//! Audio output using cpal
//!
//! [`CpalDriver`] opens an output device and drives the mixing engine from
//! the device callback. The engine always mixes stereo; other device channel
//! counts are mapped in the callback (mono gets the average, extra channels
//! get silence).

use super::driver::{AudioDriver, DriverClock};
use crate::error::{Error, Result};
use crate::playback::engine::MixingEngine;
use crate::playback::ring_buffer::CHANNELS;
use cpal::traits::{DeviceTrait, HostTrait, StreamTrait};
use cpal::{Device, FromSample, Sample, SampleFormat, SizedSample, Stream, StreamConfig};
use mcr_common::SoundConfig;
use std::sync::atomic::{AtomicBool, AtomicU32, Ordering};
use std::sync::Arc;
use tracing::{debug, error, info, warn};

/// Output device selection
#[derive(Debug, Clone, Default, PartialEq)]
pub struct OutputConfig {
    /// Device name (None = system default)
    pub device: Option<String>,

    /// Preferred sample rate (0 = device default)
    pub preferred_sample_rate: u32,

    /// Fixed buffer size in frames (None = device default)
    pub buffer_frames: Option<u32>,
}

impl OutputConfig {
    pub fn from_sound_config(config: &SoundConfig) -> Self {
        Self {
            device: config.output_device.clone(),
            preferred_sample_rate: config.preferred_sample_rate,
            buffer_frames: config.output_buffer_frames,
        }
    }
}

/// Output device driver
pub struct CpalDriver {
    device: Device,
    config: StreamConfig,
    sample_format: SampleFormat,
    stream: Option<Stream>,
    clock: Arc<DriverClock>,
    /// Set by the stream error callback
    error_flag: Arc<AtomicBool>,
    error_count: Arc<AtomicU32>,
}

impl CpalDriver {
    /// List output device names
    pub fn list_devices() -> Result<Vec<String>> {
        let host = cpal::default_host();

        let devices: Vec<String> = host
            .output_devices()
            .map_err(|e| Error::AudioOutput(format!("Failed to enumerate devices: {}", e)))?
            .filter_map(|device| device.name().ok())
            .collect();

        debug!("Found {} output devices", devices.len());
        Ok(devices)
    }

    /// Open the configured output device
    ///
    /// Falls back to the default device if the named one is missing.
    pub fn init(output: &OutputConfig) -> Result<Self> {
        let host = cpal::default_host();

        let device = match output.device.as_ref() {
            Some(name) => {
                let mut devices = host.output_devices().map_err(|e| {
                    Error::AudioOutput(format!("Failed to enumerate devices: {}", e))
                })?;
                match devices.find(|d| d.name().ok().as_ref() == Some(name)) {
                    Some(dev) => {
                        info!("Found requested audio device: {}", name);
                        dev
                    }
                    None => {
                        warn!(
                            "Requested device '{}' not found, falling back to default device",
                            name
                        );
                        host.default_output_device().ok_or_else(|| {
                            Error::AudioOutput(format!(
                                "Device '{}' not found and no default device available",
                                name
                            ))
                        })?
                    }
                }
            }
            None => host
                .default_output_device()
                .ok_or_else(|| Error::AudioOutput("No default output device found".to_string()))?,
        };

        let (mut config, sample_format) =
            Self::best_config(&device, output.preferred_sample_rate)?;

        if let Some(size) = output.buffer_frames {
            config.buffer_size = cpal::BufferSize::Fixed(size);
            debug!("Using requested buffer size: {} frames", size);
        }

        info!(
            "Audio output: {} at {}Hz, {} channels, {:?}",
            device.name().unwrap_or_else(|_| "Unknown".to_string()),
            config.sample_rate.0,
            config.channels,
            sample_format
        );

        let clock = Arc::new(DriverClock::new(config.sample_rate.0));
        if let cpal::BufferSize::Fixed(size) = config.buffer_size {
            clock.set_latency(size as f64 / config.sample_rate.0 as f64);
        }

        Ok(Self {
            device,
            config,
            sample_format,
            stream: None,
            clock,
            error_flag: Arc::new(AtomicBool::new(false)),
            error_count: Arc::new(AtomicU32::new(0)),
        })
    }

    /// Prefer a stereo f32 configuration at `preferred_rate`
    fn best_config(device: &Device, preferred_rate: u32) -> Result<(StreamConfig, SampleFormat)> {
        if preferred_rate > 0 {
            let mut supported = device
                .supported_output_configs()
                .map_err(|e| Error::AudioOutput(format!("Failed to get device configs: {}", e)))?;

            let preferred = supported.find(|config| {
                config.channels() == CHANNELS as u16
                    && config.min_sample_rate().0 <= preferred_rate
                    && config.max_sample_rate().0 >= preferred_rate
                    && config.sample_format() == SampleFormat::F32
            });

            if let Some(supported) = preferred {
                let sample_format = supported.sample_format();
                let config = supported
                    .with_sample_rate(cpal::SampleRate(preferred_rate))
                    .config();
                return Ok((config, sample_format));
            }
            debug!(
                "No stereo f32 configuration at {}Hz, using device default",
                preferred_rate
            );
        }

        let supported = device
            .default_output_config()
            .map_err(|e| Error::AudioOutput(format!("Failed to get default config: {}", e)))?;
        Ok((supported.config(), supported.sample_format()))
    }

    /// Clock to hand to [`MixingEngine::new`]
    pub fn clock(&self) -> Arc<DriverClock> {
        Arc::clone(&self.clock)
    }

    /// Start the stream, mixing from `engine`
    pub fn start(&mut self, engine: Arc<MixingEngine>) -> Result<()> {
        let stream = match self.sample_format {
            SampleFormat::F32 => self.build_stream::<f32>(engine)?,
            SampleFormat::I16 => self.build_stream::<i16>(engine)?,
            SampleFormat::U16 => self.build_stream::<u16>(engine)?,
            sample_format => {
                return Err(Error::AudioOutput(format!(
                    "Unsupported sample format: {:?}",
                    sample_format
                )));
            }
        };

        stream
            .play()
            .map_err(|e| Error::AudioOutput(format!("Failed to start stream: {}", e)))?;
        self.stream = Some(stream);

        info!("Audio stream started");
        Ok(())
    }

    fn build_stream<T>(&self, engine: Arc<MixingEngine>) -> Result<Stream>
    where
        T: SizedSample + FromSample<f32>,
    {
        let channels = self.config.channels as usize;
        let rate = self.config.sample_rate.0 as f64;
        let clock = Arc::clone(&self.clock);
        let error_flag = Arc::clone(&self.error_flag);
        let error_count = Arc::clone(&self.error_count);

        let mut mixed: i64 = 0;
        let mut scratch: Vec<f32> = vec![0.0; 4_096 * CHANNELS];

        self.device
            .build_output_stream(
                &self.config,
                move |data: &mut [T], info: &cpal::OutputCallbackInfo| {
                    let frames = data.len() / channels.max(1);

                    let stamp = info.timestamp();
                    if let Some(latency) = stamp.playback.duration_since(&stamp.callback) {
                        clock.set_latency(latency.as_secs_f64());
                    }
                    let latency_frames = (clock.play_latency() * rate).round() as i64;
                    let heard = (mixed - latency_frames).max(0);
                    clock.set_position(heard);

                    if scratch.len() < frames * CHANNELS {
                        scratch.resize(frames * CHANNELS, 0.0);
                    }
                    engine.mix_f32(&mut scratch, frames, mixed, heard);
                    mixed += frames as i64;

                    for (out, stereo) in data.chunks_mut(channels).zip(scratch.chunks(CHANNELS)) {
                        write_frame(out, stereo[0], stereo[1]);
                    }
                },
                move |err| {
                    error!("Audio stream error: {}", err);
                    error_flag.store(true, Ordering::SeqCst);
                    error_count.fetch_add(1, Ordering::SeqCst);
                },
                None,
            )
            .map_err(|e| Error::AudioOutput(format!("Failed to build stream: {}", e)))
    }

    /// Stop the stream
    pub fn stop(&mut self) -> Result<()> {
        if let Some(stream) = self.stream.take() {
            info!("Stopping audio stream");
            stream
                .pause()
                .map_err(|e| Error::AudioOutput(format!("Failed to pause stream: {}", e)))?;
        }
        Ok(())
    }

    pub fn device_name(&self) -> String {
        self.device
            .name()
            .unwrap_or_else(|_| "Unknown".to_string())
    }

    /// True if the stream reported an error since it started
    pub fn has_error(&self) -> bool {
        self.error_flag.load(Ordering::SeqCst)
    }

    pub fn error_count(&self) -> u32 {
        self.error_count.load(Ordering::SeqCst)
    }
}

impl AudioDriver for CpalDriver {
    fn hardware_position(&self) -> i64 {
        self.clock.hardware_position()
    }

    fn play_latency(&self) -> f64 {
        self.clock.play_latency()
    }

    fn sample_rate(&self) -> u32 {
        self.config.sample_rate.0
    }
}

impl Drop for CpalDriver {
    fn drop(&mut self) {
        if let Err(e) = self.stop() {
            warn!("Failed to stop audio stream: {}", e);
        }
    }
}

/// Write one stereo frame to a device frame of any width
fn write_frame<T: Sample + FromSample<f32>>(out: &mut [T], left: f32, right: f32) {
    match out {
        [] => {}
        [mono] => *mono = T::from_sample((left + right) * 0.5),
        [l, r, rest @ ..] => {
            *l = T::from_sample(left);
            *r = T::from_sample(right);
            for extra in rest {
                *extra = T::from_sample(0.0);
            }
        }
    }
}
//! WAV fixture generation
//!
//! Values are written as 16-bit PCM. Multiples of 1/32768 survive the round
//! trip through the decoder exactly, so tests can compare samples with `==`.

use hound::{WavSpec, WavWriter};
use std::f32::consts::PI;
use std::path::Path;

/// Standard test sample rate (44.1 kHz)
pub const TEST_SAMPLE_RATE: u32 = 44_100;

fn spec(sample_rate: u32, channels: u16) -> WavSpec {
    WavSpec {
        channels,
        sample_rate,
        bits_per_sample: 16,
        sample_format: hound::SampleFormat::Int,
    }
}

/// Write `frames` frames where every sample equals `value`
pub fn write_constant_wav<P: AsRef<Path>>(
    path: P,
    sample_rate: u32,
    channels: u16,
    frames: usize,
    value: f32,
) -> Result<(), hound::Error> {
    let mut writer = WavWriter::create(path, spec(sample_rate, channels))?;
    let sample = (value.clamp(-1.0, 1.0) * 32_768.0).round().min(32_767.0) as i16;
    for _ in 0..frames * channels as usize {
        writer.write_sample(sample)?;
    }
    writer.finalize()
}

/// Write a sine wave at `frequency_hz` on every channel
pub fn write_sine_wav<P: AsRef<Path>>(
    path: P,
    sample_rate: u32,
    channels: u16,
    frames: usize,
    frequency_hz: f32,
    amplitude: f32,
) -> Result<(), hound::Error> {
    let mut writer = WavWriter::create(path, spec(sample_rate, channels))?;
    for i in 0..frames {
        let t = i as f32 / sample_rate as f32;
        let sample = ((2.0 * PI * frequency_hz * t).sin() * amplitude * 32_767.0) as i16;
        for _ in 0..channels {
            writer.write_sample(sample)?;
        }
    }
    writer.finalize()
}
=-=-=-=-=
Work to be completed:
Each line that contains "every" is to be copied from the listing above.

Response below:
/// Write `frames` frames where every sample equals `value`
/// Write a sine wave at `frequency_hz` on every channel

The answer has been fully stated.